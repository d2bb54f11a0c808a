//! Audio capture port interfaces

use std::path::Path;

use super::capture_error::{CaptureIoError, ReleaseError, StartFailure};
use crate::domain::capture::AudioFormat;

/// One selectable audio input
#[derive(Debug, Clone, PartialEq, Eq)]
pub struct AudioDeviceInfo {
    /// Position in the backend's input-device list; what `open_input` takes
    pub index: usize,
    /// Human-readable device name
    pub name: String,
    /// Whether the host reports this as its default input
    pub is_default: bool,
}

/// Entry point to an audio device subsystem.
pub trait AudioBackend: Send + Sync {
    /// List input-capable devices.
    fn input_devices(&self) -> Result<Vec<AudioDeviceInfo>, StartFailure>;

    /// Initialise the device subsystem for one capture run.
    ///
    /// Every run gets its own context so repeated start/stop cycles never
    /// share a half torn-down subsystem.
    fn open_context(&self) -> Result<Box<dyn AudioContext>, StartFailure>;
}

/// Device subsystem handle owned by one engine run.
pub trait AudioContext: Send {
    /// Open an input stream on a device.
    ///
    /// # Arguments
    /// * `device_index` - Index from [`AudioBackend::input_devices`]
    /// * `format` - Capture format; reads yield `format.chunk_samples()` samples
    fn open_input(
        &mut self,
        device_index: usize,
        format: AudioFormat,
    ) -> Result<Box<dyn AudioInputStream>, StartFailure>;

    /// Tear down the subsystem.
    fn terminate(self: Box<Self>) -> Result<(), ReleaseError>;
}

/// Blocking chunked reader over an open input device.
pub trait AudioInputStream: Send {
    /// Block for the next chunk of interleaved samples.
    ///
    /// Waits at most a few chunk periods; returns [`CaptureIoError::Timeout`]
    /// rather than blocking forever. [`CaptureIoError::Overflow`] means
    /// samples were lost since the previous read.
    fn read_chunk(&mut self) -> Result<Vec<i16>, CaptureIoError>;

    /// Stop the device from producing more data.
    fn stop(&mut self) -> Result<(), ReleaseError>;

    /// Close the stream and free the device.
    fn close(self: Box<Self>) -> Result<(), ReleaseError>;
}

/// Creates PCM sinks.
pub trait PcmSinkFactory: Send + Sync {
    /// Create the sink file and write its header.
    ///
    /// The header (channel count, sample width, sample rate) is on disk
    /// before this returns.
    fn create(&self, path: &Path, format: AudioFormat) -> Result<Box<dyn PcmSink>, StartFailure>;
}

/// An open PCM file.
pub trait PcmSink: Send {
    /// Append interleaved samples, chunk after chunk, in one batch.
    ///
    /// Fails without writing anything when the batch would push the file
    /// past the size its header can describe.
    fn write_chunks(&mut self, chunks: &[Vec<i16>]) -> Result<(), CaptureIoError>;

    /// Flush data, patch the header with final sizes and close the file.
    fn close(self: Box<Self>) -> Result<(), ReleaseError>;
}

━━━━━━

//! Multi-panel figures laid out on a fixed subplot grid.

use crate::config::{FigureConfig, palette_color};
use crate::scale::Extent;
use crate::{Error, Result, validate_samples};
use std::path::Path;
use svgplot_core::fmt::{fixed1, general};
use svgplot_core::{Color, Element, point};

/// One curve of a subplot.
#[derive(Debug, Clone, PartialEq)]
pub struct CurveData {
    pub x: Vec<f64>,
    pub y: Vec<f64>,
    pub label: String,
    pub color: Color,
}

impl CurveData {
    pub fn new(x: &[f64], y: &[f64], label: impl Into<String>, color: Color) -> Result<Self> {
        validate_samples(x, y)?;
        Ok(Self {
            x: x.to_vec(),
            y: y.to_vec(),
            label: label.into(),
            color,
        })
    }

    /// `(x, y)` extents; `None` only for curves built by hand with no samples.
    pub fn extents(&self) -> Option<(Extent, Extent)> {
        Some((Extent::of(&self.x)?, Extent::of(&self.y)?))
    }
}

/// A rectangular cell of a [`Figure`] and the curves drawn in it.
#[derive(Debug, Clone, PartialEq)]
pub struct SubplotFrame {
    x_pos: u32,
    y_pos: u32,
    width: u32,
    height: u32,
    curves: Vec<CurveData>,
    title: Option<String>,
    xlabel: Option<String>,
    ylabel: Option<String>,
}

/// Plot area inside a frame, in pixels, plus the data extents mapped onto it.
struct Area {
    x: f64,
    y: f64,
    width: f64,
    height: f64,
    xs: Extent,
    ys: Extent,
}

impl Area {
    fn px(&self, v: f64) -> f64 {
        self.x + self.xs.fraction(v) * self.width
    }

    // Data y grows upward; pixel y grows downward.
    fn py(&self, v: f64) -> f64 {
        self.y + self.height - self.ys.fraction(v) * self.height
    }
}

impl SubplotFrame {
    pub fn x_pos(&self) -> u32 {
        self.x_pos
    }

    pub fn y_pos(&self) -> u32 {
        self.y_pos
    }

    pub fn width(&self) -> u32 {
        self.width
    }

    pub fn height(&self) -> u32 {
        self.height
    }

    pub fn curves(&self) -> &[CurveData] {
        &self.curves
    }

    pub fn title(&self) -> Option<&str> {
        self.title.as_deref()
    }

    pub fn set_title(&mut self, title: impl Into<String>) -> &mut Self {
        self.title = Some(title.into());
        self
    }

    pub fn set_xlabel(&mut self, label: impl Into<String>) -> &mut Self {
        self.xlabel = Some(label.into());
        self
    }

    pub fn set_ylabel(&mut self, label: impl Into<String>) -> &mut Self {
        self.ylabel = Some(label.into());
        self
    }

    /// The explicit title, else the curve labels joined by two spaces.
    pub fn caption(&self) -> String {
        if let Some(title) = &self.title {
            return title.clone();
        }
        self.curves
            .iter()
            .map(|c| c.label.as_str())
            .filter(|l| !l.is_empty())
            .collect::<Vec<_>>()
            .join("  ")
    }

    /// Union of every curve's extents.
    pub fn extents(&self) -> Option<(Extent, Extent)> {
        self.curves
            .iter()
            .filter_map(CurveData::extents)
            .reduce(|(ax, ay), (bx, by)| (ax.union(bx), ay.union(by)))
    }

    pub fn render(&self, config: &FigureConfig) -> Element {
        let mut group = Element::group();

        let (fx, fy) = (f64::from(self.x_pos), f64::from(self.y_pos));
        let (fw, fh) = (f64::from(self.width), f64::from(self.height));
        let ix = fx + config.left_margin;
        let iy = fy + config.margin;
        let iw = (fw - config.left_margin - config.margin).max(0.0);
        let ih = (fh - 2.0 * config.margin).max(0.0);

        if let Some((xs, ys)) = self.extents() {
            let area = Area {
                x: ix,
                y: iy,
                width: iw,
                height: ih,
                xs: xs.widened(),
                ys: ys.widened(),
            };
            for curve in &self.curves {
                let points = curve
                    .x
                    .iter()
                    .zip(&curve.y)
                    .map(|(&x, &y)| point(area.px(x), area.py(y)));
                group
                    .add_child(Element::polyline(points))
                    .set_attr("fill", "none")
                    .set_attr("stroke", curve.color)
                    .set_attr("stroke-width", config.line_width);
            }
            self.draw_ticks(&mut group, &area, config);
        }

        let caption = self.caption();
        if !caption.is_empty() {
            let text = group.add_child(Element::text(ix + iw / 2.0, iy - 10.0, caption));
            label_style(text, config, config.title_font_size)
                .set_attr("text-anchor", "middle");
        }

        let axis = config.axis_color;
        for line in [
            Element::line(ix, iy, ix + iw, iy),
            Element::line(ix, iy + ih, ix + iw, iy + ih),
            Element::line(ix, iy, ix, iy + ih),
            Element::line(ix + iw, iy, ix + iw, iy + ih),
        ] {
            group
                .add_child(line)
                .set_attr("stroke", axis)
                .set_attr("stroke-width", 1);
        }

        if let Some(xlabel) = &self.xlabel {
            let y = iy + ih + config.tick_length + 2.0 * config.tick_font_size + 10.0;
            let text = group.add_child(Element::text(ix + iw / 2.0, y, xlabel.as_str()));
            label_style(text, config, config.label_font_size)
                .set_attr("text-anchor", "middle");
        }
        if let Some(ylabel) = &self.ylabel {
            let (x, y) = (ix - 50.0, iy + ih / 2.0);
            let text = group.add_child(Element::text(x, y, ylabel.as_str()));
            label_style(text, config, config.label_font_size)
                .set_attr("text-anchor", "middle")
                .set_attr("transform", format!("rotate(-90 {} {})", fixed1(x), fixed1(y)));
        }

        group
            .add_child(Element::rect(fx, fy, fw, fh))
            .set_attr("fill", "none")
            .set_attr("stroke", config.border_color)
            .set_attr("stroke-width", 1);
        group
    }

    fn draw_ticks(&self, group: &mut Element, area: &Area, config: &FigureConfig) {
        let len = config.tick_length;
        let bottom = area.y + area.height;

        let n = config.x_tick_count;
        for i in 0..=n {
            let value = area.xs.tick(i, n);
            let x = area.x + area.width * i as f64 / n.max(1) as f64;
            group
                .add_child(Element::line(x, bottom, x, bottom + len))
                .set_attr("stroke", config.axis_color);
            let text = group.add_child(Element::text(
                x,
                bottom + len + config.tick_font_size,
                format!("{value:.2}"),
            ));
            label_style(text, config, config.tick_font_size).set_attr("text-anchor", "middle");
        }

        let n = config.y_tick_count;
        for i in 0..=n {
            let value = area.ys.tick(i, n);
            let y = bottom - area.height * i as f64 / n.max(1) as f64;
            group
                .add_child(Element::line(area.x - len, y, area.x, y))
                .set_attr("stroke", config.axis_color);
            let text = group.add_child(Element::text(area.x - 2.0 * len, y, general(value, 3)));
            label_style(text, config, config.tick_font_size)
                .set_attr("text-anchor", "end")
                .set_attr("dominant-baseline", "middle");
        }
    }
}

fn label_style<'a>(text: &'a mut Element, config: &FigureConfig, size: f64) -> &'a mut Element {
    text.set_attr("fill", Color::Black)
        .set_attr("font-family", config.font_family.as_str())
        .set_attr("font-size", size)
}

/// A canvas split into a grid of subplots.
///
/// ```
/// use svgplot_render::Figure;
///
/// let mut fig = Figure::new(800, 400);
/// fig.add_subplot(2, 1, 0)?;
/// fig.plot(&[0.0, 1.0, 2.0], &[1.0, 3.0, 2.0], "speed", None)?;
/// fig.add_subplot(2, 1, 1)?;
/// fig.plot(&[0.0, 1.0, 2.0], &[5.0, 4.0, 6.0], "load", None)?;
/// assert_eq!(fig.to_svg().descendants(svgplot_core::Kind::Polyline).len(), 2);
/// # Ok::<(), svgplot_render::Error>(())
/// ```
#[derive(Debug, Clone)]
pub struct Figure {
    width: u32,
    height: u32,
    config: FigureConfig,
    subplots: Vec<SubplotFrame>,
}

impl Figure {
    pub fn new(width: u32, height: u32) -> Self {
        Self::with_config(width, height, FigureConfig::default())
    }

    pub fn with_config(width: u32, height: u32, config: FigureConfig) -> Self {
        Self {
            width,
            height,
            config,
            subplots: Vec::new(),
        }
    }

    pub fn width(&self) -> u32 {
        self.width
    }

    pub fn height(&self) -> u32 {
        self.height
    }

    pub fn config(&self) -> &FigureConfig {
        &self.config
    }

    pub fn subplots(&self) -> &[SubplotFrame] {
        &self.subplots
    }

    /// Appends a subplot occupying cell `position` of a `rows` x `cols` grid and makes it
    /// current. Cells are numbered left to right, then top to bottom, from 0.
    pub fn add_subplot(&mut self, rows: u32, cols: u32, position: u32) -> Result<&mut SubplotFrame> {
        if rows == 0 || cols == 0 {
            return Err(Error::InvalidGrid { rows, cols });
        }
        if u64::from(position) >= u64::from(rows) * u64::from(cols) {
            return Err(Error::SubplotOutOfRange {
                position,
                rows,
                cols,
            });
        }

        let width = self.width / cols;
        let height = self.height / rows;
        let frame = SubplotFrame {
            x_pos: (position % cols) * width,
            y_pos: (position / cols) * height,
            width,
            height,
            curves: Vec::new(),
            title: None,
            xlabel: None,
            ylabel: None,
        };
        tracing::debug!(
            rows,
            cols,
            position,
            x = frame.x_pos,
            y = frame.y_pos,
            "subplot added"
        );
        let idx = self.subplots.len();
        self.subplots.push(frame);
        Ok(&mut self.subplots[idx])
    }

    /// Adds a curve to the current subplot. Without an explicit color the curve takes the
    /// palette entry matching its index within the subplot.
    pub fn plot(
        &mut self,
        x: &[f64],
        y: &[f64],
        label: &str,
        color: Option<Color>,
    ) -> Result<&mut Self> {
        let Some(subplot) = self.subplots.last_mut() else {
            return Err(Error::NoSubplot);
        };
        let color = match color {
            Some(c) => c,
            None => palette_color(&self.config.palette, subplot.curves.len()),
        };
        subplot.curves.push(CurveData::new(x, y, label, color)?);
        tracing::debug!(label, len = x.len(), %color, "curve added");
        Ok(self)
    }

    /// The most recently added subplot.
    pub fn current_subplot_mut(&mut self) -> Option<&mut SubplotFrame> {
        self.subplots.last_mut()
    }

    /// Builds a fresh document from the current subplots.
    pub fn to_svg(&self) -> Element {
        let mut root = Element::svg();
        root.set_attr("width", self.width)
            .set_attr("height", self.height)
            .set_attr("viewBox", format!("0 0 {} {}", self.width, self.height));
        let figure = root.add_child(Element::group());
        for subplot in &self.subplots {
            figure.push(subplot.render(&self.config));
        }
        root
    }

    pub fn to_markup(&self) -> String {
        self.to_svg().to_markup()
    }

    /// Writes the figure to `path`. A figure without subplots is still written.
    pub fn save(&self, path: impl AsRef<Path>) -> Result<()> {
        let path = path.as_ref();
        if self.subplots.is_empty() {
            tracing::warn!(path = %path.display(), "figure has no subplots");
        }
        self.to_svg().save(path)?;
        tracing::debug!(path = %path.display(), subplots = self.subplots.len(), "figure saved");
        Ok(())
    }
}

━━━━━━

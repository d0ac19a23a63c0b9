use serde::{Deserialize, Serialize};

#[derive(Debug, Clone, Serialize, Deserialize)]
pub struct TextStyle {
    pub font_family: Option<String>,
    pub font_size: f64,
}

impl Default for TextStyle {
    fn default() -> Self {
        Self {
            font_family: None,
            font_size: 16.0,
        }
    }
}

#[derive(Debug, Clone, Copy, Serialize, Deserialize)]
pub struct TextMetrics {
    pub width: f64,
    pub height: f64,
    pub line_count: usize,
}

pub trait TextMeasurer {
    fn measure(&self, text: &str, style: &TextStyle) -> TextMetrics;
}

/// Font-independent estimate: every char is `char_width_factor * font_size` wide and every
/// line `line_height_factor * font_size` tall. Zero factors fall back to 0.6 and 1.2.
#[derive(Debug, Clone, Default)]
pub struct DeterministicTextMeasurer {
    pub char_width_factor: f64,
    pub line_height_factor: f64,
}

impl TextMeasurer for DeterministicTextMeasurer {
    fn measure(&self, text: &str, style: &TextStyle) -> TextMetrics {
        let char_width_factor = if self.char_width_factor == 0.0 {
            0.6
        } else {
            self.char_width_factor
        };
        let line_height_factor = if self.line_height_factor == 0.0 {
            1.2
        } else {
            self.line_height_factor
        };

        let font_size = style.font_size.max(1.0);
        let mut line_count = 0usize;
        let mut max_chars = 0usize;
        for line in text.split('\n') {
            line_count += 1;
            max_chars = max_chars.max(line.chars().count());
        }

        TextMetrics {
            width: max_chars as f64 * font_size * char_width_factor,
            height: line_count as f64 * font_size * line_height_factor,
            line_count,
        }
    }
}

━━━━━━

- _Task_
Please return the lines above that run from the line containing "repository d2bb54f11a0c808a" to the line containing "pub trait AudioInputStream: Send", inclusive, exactly and with no other lines.

- _Output for this task_
repository d2bb54f11a0c808a
//! Audio capture port interfaces

use std::path::Path;

use super::capture_error::{CaptureIoError, ReleaseError, StartFailure};
use crate::domain::capture::AudioFormat;

/// One selectable audio input
#[derive(Debug, Clone, PartialEq, Eq)]
pub struct AudioDeviceInfo {
    /// Position in the backend's input-device list; what `open_input` takes
    pub index: usize,
    /// Human-readable device name
    pub name: String,
    /// Whether the host reports this as its default input
    pub is_default: bool,
}

/// Entry point to an audio device subsystem.
pub trait AudioBackend: Send + Sync {
    /// List input-capable devices.
    fn input_devices(&self) -> Result<Vec<AudioDeviceInfo>, StartFailure>;

    /// Initialise the device subsystem for one capture run.
    ///
    /// Every run gets its own context so repeated start/stop cycles never
    /// share a half torn-down subsystem.
    fn open_context(&self) -> Result<Box<dyn AudioContext>, StartFailure>;
}

/// Device subsystem handle owned by one engine run.
pub trait AudioContext: Send {
    /// Open an input stream on a device.
    ///
    /// # Arguments
    /// * `device_index` - Index from [`AudioBackend::input_devices`]
    /// * `format` - Capture format; reads yield `format.chunk_samples()` samples
    fn open_input(
        &mut self,
        device_index: usize,
        format: AudioFormat,
    ) -> Result<Box<dyn AudioInputStream>, StartFailure>;

    /// Tear down the subsystem.
    fn terminate(self: Box<Self>) -> Result<(), ReleaseError>;
}

/// Blocking chunked reader over an open input device.
pub trait AudioInputStream: Send {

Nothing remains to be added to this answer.